Task — Give back the entries verbatim.

Items from a dataset —

----------

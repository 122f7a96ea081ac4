//! S3 backend: object_store for data I/O, aws-sdk-s3 for bucket provisioning
//! and presigning.

use std::{sync::Arc, time::Duration};

use async_trait::async_trait;
use aws_config::BehaviorVersion;
use aws_sdk_s3::{
    config::Region,
    presigning::PresigningConfig,
    types::{BucketLocationConstraint, CreateBucketConfiguration, PublicAccessBlockConfiguration},
    Client as S3Client,
};
use data_model::{BlobError, BlobResult};
use object_store::{aws::AmazonS3Builder, path::Path as ObjectPath};
use reqwest::Method;
use serde::{Deserialize, Serialize};
use tracing::{debug, info};
use url::Url;

use super::object::{BucketHandle, BucketNaming, BucketProvider, ObjectBackend};
use crate::{BackendKind, NamespacePolicyResolver};

fn default_presign_expiry_secs() -> u64 {
    15 * 60
}

#[derive(Debug, Clone, Serialize, Deserialize, PartialEq, Eq)]
pub struct S3Config {
    #[serde(flatten)]
    pub naming: BucketNaming,

    #[serde(default)]
    pub region: Option<String>,

    /// Custom endpoint for S3-compatible services.
    #[serde(default)]
    pub endpoint: Option<String>,

    #[serde(default)]
    pub force_path_style: bool,

    #[serde(default)]
    pub create_bucket_if_missing: bool,

    #[serde(default = "default_presign_expiry_secs")]
    pub presign_expiry_secs: u64,
}

pub struct S3Provider {
    config: S3Config,
    client: S3Client,
}

impl S3Provider {
    pub async fn new(config: S3Config) -> Self {
        let mut loader = aws_config::defaults(BehaviorVersion::latest());
        if let Some(region) = &config.region {
            loader = loader.region(Region::new(region.clone()));
        }
        let sdk_config = loader.load().await;

        let mut builder = aws_sdk_s3::config::Builder::from(&sdk_config);
        if let Some(endpoint) = &config.endpoint {
            builder = builder.endpoint_url(endpoint);
        }
        builder = builder.force_path_style(config.force_path_style);
        let client = S3Client::from_conf(builder.build());

        Self { config, client }
    }
}

#[async_trait]
impl BucketProvider for S3Provider {
    fn kind(&self) -> BackendKind {
        BackendKind::S3
    }

    async fn connect(&self, bucket: &str) -> BlobResult<BucketHandle> {
        let mut builder = AmazonS3Builder::from_env().with_bucket_name(bucket);
        if let Some(region) = &self.config.region {
            builder = builder.with_region(region);
        }
        if let Some(endpoint) = &self.config.endpoint {
            builder = builder
                .with_endpoint(endpoint)
                .with_allow_http(endpoint.starts_with("http://"));
        }
        builder = builder.with_virtual_hosted_style_request(!self.config.force_path_style);
        let store = builder.build().map_err(BlobError::network)?;
        debug!(bucket = %bucket, "created S3 client");
        Ok(BucketHandle::new(bucket, Arc::new(store)))
    }

    async fn provision(&self, bucket: &str) -> BlobResult<()> {
        let mut request = self.client.create_bucket().bucket(bucket);
        if let Some(region) = self.config.region.as_deref().filter(|r| *r != "us-east-1") {
            request = request.create_bucket_configuration(
                CreateBucketConfiguration::builder()
                    .location_constraint(BucketLocationConstraint::from(region))
                    .build(),
            );
        }
        match request.send().await {
            Ok(_) => info!(bucket = %bucket, "created bucket"),
            Err(e) => {
                let err = e.into_service_error();
                if !(err.is_bucket_already_owned_by_you() || err.is_bucket_already_exists()) {
                    return Err(BlobError::network(err));
                }
            }
        }

        self.client
            .put_public_access_block()
            .bucket(bucket)
            .public_access_block_configuration(
                PublicAccessBlockConfiguration::builder()
                    .block_public_acls(true)
                    .ignore_public_acls(true)
                    .block_public_policy(true)
                    .restrict_public_buckets(true)
                    .build(),
            )
            .send()
            .await
            .map_err(|e| BlobError::network(e.into_service_error()))?;
        Ok(())
    }

    async fn presign(
        &self,
        handle: &BucketHandle,
        path: &ObjectPath,
        method: Method,
        expires_in: Duration,
    ) -> BlobResult<Option<Url>> {
        let presigning_config = PresigningConfig::expires_in(expires_in).map_err(|e| {
            BlobError::invalid_input(format!("invalid presign expiry {:?}: {}", expires_in, e))
        })?;
        let presigned = if method == Method::PUT {
            self.client
                .put_object()
                .bucket(&handle.name)
                .key(path.as_ref())
                .presigned(presigning_config)
                .await
                .map_err(|e| BlobError::network(e.into_service_error()))?
        } else {
            self.client
                .get_object()
                .bucket(&handle.name)
                .key(path.as_ref())
                .presigned(presigning_config)
                .await
                .map_err(|e| BlobError::network(e.into_service_error()))?
        };

        let uri = presigned
            .uri()
            .parse()
            .map_err(|e| BlobError::network(anyhow::anyhow!("invalid presigned uri: {}", e)))?;
        Ok(Some(uri))
    }
}

pub type S3Store = ObjectBackend<S3Provider>;

impl ObjectBackend<S3Provider> {
    pub async fn from_config(config: S3Config, policies: Arc<dyn NamespacePolicyResolver>) -> Self {
        let naming = config.naming.clone();
        let create = config.create_bucket_if_missing;
        let expiry = Duration::from_secs(config.presign_expiry_secs);
        ObjectBackend::new(S3Provider::new(config).await, naming, policies)
            .with_create_bucket_if_missing(create)
            .with_presign_expiry(expiry)
    }
}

----------

Output of the task —
repository 122f7a96ea081ac4
//! S3 backend: object_store for data I/O, aws-sdk-s3 for bucket provisioning
//! and presigning.

use std::{sync::Arc, time::Duration};

use async_trait::async_trait;
use aws_config::BehaviorVersion;
use aws_sdk_s3::{
    config::Region,
    presigning::PresigningConfig,
    types::{BucketLocationConstraint, CreateBucketConfiguration, PublicAccessBlockConfiguration},
    Client as S3Client,
};
use data_model::{BlobError, BlobResult};
use object_store::{aws::AmazonS3Builder, path::Path as ObjectPath};
use reqwest::Method;
use serde::{Deserialize, Serialize};
use tracing::{debug, info};
use url::Url;

use super::object::{BucketHandle, BucketNaming, BucketProvider, ObjectBackend};
use crate::{BackendKind, NamespacePolicyResolver};

fn default_presign_expiry_secs() -> u64 {
    15 * 60
}

#[derive(Debug, Clone, Serialize, Deserialize, PartialEq, Eq)]
pub struct S3Config {
    #[serde(flatten)]
    pub naming: BucketNaming,

    #[serde(default)]
    pub region: Option<String>,

    /// Custom endpoint for S3-compatible services.
    #[serde(default)]
    pub endpoint: Option<String>,

    #[serde(default)]
    pub force_path_style: bool,

    #[serde(default)]
    pub create_bucket_if_missing: bool,

    #[serde(default = "default_presign_expiry_secs")]
    pub presign_expiry_secs: u64,
}

pub struct S3Provider {
    config: S3Config,
    client: S3Client,
}

impl S3Provider {
    pub async fn new(config: S3Config) -> Self {
        let mut loader = aws_config::defaults(BehaviorVersion::latest());
        if let Some(region) = &config.region {
            loader = loader.region(Region::new(region.clone()));
        }
        let sdk_config = loader.load().await;

        let mut builder = aws_sdk_s3::config::Builder::from(&sdk_config);
        if let Some(endpoint) = &config.endpoint {
            builder = builder.endpoint_url(endpoint);
        }
        builder = builder.force_path_style(config.force_path_style);
        let client = S3Client::from_conf(builder.build());

        Self { config, client }
    }
}

#[async_trait]
impl BucketProvider for S3Provider {
    fn kind(&self) -> BackendKind {
        BackendKind::S3
    }

    async fn connect(&self, bucket: &str) -> BlobResult<BucketHandle> {
        let mut builder = AmazonS3Builder::from_env().with_bucket_name(bucket);
        if let Some(region) = &self.config.region {
            builder = builder.with_region(region);
        }
        if let Some(endpoint) = &self.config.endpoint {
            builder = builder
                .with_endpoint(endpoint)
                .with_allow_http(endpoint.starts_with("http://"));
        }
        builder = builder.with_virtual_hosted_style_request(!self.config.force_path_style);
        let store = builder.build().map_err(BlobError::network)?;
        debug!(bucket = %bucket, "created S3 client");
        Ok(BucketHandle::new(bucket, Arc::new(store)))
    }

    async fn provision(&self, bucket: &str) -> BlobResult<()> {
        let mut request = self.client.create_bucket().bucket(bucket);
        if let Some(region) = self.config.region.as_deref().filter(|r| *r != "us-east-1") {
            request = request.create_bucket_configuration(
                CreateBucketConfiguration::builder()
                    .location_constraint(BucketLocationConstraint::from(region))
                    .build(),
            );
        }
        match request.send().await {
            Ok(_) => info!(bucket = %bucket, "created bucket"),
            Err(e) => {
                let err = e.into_service_error();
                if !(err.is_bucket_already_owned_by_you() || err.is_bucket_already_exists()) {
                    return Err(BlobError::network(err));
                }
            }
        }

        self.client
            .put_public_access_block()
            .bucket(bucket)
            .public_access_block_configuration(
                PublicAccessBlockConfiguration::builder()
                    .block_public_acls(true)
                    .ignore_public_acls(true)
                    .block_public_policy(true)
                    .restrict_public_buckets(true)
                    .build(),
            )
            .send()
            .await
            .map_err(|e| BlobError::network(e.into_service_error()))?;
        Ok(())
    }

    async fn presign(
        &self,
        handle: &BucketHandle,
        path: &ObjectPath,
        method: Method,
        expires_in: Duration,
    ) -> BlobResult<Option<Url>> {
        let presigning_config = PresigningConfig::expires_in(expires_in).map_err(|e| {
            BlobError::invalid_input(format!("invalid presign expiry {:?}: {}", expires_in, e))
        })?;
        let presigned = if method == Method::PUT {
            self.client
                .put_object()
                .bucket(&handle.name)
                .key(path.as_ref())
                .presigned(presigning_config)
                .await
                .map_err(|e| BlobError::network(e.into_service_error()))?
        } else {
            self.client
                .get_object()
                .bucket(&handle.name)
                .key(path.as_ref())
                .presigned(presigning_config)
                .await
                .map_err(|e| BlobError::network(e.into_service_error()))?
        };

        let uri = presigned
            .uri()
            .parse()
            .map_err(|e| BlobError::network(anyhow::anyhow!("invalid presigned uri: {}", e)))?;
        Ok(Some(uri))
    }
}

pub type S3Store = ObjectBackend<S3Provider>;

impl ObjectBackend<S3Provider> {
    pub async fn from_config(config: S3Config, policies: Arc<dyn NamespacePolicyResolver>) -> Self {
        let naming = config.naming.clone();
        let create = config.create_bucket_if_missing;
        let expiry = Duration::from_secs(config.presign_expiry_secs);
        ObjectBackend::new(S3Provider::new(config).await, naming, policies)
            .with_create_bucket_if_missing(create)
            .with_presign_expiry(expiry)
    }
}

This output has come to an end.